I was fortunate to see the Rockettes at Radio City Music Hall as a young boy. I distinctly remember waiting, maybe even hoping, for one of them to go out of sync. The brain loves the exceptions, seizing on that one erroneous dancer instead of the other 35.
My mother in law told me a long story about how a housekeeper at her hotel didn’t replenish the teabags in her room. She went on and on about this frustration. What’s surprising about this story is because it bugged her so much, it overshadowed all my recollections of her other experiences with the hotel. So that one teabag was all it took.
One lapse in customer service can kill trust, pleasure, overall brand satisfaction. One might say it’s not fair when a company works so hard and has such a high percentage of good experiences, or at a minimum “non-bad” ones.
There are many, many Domino’s Pizza employees who haven’t posted YouTube videos of them messing with customers’ orders, or treating the kitchen inappropriately. Those aren’t the ones you’ll remember.
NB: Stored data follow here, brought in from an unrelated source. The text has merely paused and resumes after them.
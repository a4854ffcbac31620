//! Shared test helpers for tapscript-core integration tests.
//!
//! Provides a recorder-backed interpreter for checking what a script
//! dispatched, and a programmable gesture sink for failure and cancellation
//! scenarios.

#![allow(dead_code)]

use std::collections::VecDeque;
use std::sync::atomic::{AtomicUsize, Ordering};
use std::sync::{Arc, Mutex};
use std::time::Duration;

use async_trait::async_trait;

use tapscript_core::action::{Action, Recorder};
use tapscript_core::command::{Point, ZoomDirection};
use tapscript_core::config::InterpreterConfig;
use tapscript_core::interpreter::{Collaborators, Interpreter, RunReport};
use tapscript_core::parser::parse_with;
use tapscript_core::sink::{GestureSink, ImageLocator, ImageMatch, SinkError};

// ---------------------------------------------------------------------------
// Recorder-backed runs
// ---------------------------------------------------------------------------

/// Default config without the settle pause, so tests don't sleep.
pub fn quiet_config() -> InterpreterConfig {
    InterpreterConfig {
        settle_delay_ms: 0,
        ..InterpreterConfig::default()
    }
}

pub fn recorder_interpreter(config: InterpreterConfig) -> (Arc<Recorder>, Interpreter) {
    let device = Arc::new(Recorder::new());
    let interpreter = Interpreter::new(Collaborators::from_device(device.clone()), config);
    (device, interpreter)
}

/// Parses `source` (which must parse cleanly) and runs it against a fresh
/// recorder.
pub async fn run_source(source: &str, config: InterpreterConfig) -> (Arc<Recorder>, RunReport) {
    let script = parse_with(source, &config.parse_options());
    assert!(script.is_clean(), "unexpected parse errors: {:?}", script.errors);
    let (device, interpreter) = recorder_interpreter(config);
    let report = interpreter.run(&script.commands).await;
    (device, report)
}

/// Tap coordinates in dispatch order.
pub fn taps(device: &Recorder) -> Vec<(i32, i32)> {
    device
        .gestures()
        .into_iter()
        .filter_map(|action| match action {
            Action::Tap { at } => Some((at.x, at.y)),
            _ => None,
        })
        .collect()
}

/// Messages sent to `log_message`, in order.
pub fn log_lines(device: &Recorder) -> Vec<String> {
    device
        .actions()
        .into_iter()
        .filter_map(|action| match action {
            Action::LogMessage { text } => Some(text),
            _ => None,
        })
        .collect()
}

// ---------------------------------------------------------------------------
// Programmable gesture sink
// ---------------------------------------------------------------------------

/// What the scripted sink does for one gesture call.
#[derive(Debug, Clone)]
pub enum GestureBehavior {
    Succeed,
    Fail(String),
    /// Take this long before succeeding.
    Slow(Duration),
}

/// Gesture sink that plays back a list of behaviors, one per call, then
/// succeeds for every later call. Records the tap points it saw and the
/// highest number of gestures it had in progress at once.
pub struct ScriptedGestures {
    behaviors: Mutex<VecDeque<GestureBehavior>>,
    pub taps: Mutex<Vec<Point>>,
    in_flight: AtomicUsize,
    max_in_flight: AtomicUsize,
}

impl ScriptedGestures {
    pub fn new(behaviors: Vec<GestureBehavior>) -> Self {
        Self {
            behaviors: Mutex::new(behaviors.into()),
            taps: Mutex::new(Vec::new()),
            in_flight: AtomicUsize::new(0),
            max_in_flight: AtomicUsize::new(0),
        }
    }

    pub fn max_in_flight(&self) -> usize {
        self.max_in_flight.load(Ordering::SeqCst)
    }

    pub fn tap_count(&self) -> usize {
        self.taps.lock().unwrap().len()
    }

    async fn play(&self) -> Result<(), SinkError> {
        let now = self.in_flight.fetch_add(1, Ordering::SeqCst) + 1;
        self.max_in_flight.fetch_max(now, Ordering::SeqCst);
        let result = self.perform().await;
        self.in_flight.fetch_sub(1, Ordering::SeqCst);
        result
    }

    async fn perform(&self) -> Result<(), SinkError> {
        let next = self.behaviors.lock().unwrap().pop_front();
        match next {
            None | Some(GestureBehavior::Succeed) => Ok(()),
            Some(GestureBehavior::Fail(message)) => Err(SinkError::CommandFailed(message)),
            Some(GestureBehavior::Slow(duration)) => {
                tokio::time::sleep(duration).await;
                Ok(())
            }
        }
    }
}

#[async_trait]
impl GestureSink for ScriptedGestures {
    async fn tap(&self, at: Point) -> Result<(), SinkError> {
        self.taps.lock().unwrap().push(at);
        self.play().await
    }

    async fn long_press(&self, _at: Point, _duration: Duration) -> Result<(), SinkError> {
        self.play().await
    }

    async fn swipe(&self, _from: Point, _to: Point, _duration: Duration) -> Result<(), SinkError> {
        self.play().await
    }

    async fn zoom(
        &self,
        _center: Point,
        _distance: i32,
        _duration: Duration,
        _direction: ZoomDirection,
    ) -> Result<(), SinkError> {
        self.play().await
    }

    async fn multi_tap(&self, _points: &[Point]) -> Result<(), SinkError> {
        self.play().await
    }

    async fn continuous_swipe(&self, _points: &[Point], _duration: Duration) -> Result<(), SinkError> {
        self.play().await
    }
}

/// Image locator whose every lookup errors.
pub struct BrokenLocator;

#[async_trait]
impl ImageLocator for BrokenLocator {
    async fn find_template(&self, _path: &str) -> Result<ImageMatch, SinkError> {
        Err(SinkError::Timeout)
    }
}

/// Interpreter with a scripted gesture sink and a recorder for logs and images.
pub fn scripted_interpreter(
    behaviors: Vec<GestureBehavior>,
    config: InterpreterConfig,
) -> (Arc<ScriptedGestures>, Arc<Recorder>, Interpreter) {
    let gestures = Arc::new(ScriptedGestures::new(behaviors));
    let recorder = Arc::new(Recorder::new());
    let interpreter = Interpreter::new(
        Collaborators::new(gestures.clone(), recorder.clone(), recorder.clone()),
        config,
    );
    (gestures, recorder, interpreter)
}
How to combat it? First, give up on thinking your brand is immune. Next, enjoy that the opposite effect is also true: people will go out of their way to remember a gesture that surprises them. And lastly, instill a culture of empowering your team (maybe even requiring it?) to create a memorable brand experience. It’s counter-intuitive if your team is “busy” – they will perceive that’s a luxury for someone who has a less-full plate. But it’s ironically the ONE thing that the customer may actually remember.
The housekeeping staff at an Mexico all-inclusive hotel noticed that I had finished both the Diet Cokes in the room fridge. So rather than replenish them with the required, minimum amount, they put four of them in the fridge. Maybe it was to save them time from being asked for a refill, but all I remember is that I tell this story ALL the time to people – I was so pleased by the gesture that it’s virtually all I remember about the hotel stay. Not the pool, not the beach, not the food. Just that they went out of their way for a simple gesture. The maid will certainly not get acknowledged for it (I don’t know who did it, and their management is unlikely to care or notice), but it is a crucial factor in the brand experience.
So you can seize on the one Rockette in your organization that disappoints a customer. Or you can try the “we can’t win ‘em all” approach and come up with an “acceptable” level of customer dissatisfaction. Or you can focus on dazzling existing customers and prospective customers. It’s usually free or close to no cost, it allows your creative staff to be REALLY creative, and it creates the only buzz that really matters: authentic, personal surprises that keep a smile on someone’s face.